Task prompt :: This task calls for copying every line in the data below that contains the word "pass".

── Data extracts ──

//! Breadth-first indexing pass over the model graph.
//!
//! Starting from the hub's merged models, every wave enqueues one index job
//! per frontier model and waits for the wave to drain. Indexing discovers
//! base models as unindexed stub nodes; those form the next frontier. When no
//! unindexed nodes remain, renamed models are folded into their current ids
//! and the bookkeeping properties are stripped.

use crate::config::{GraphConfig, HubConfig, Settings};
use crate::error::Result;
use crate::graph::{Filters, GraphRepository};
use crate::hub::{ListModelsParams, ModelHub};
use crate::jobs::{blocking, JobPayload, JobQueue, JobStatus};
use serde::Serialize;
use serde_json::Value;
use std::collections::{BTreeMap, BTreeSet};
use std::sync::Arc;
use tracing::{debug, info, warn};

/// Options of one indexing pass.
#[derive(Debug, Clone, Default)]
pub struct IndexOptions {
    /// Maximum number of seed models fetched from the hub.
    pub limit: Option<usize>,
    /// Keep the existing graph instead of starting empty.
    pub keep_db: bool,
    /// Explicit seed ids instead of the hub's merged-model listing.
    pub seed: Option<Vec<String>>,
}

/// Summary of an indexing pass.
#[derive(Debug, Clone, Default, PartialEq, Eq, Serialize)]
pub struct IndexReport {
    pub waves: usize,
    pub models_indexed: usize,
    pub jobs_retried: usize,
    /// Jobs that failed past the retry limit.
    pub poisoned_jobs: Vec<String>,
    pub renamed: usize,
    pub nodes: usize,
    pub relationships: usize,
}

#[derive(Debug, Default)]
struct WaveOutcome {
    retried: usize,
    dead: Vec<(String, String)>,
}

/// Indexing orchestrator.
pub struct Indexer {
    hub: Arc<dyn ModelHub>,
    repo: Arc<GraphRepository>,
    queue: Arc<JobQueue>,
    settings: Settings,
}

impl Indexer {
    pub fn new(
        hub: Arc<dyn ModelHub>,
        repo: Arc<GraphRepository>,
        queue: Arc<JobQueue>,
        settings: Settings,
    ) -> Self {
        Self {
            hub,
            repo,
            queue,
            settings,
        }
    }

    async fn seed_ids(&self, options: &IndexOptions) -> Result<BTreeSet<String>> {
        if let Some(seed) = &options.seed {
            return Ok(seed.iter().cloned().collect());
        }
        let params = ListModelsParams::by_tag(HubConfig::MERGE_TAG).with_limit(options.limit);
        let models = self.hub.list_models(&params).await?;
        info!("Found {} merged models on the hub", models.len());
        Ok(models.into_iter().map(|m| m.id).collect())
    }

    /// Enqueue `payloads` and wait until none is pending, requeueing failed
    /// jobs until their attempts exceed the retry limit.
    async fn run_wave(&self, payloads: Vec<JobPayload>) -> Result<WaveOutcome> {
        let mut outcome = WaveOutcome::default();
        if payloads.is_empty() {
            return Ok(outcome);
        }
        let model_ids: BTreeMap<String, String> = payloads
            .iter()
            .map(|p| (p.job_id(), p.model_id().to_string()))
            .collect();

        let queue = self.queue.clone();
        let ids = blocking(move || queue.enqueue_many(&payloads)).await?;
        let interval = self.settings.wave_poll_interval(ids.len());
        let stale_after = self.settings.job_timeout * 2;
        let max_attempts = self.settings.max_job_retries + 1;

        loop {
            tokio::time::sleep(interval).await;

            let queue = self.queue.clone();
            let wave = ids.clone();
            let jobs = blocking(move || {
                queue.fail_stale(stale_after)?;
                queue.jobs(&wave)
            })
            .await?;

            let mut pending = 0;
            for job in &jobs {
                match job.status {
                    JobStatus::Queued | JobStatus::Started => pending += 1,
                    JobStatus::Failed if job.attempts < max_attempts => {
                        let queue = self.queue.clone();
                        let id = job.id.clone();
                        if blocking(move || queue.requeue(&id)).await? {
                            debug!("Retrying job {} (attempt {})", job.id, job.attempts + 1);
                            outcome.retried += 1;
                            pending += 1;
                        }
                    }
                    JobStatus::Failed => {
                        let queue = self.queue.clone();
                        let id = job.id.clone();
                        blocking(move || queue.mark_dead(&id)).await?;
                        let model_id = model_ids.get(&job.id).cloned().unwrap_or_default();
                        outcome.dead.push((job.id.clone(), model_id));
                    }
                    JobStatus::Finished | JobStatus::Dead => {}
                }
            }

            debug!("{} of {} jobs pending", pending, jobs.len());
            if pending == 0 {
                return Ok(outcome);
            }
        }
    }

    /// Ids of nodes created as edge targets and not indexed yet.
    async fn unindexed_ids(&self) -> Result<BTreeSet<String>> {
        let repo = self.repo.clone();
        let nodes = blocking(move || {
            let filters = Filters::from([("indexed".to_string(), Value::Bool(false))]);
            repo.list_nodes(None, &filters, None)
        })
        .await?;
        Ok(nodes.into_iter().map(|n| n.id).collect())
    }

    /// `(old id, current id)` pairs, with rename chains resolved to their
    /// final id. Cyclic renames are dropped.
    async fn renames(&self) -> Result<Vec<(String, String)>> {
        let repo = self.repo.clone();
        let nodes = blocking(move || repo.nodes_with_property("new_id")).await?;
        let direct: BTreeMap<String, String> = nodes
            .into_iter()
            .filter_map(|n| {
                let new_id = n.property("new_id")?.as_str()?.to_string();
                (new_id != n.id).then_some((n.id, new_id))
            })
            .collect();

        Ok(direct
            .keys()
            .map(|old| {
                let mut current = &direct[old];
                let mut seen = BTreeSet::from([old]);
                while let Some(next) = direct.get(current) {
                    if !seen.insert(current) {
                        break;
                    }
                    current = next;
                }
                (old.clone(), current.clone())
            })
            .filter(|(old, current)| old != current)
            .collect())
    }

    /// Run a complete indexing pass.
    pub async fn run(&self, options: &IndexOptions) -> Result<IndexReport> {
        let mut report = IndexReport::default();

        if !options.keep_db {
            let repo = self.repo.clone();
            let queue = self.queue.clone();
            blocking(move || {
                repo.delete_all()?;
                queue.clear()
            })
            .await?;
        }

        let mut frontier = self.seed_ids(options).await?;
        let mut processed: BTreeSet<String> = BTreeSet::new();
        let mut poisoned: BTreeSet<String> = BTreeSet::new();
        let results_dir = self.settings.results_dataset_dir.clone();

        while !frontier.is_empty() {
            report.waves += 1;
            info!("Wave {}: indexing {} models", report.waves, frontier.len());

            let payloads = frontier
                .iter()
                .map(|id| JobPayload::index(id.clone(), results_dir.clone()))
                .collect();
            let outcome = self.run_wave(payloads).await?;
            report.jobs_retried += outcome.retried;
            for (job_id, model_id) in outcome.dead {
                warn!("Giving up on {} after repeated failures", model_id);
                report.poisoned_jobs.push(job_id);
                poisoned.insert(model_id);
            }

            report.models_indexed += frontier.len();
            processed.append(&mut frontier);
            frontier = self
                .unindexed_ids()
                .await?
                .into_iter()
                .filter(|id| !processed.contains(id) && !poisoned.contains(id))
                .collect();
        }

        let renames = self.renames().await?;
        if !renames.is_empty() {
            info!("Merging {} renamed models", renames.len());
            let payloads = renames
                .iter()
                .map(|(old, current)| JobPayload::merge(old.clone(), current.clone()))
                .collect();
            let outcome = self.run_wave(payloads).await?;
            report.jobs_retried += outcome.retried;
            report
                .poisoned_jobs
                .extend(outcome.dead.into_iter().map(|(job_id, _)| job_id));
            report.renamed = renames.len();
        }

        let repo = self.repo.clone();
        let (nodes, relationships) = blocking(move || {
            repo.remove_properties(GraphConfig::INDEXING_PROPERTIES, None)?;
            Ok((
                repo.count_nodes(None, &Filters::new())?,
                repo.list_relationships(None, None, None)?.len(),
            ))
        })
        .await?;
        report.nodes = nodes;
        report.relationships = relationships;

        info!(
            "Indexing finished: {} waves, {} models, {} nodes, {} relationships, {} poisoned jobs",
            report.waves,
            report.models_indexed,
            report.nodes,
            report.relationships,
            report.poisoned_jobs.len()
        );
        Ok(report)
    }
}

───

Solved problem ::
//! Breadth-first indexing pass over the model graph.
/// Options of one indexing pass.
/// Summary of an indexing pass.
    /// Run a complete indexing pass.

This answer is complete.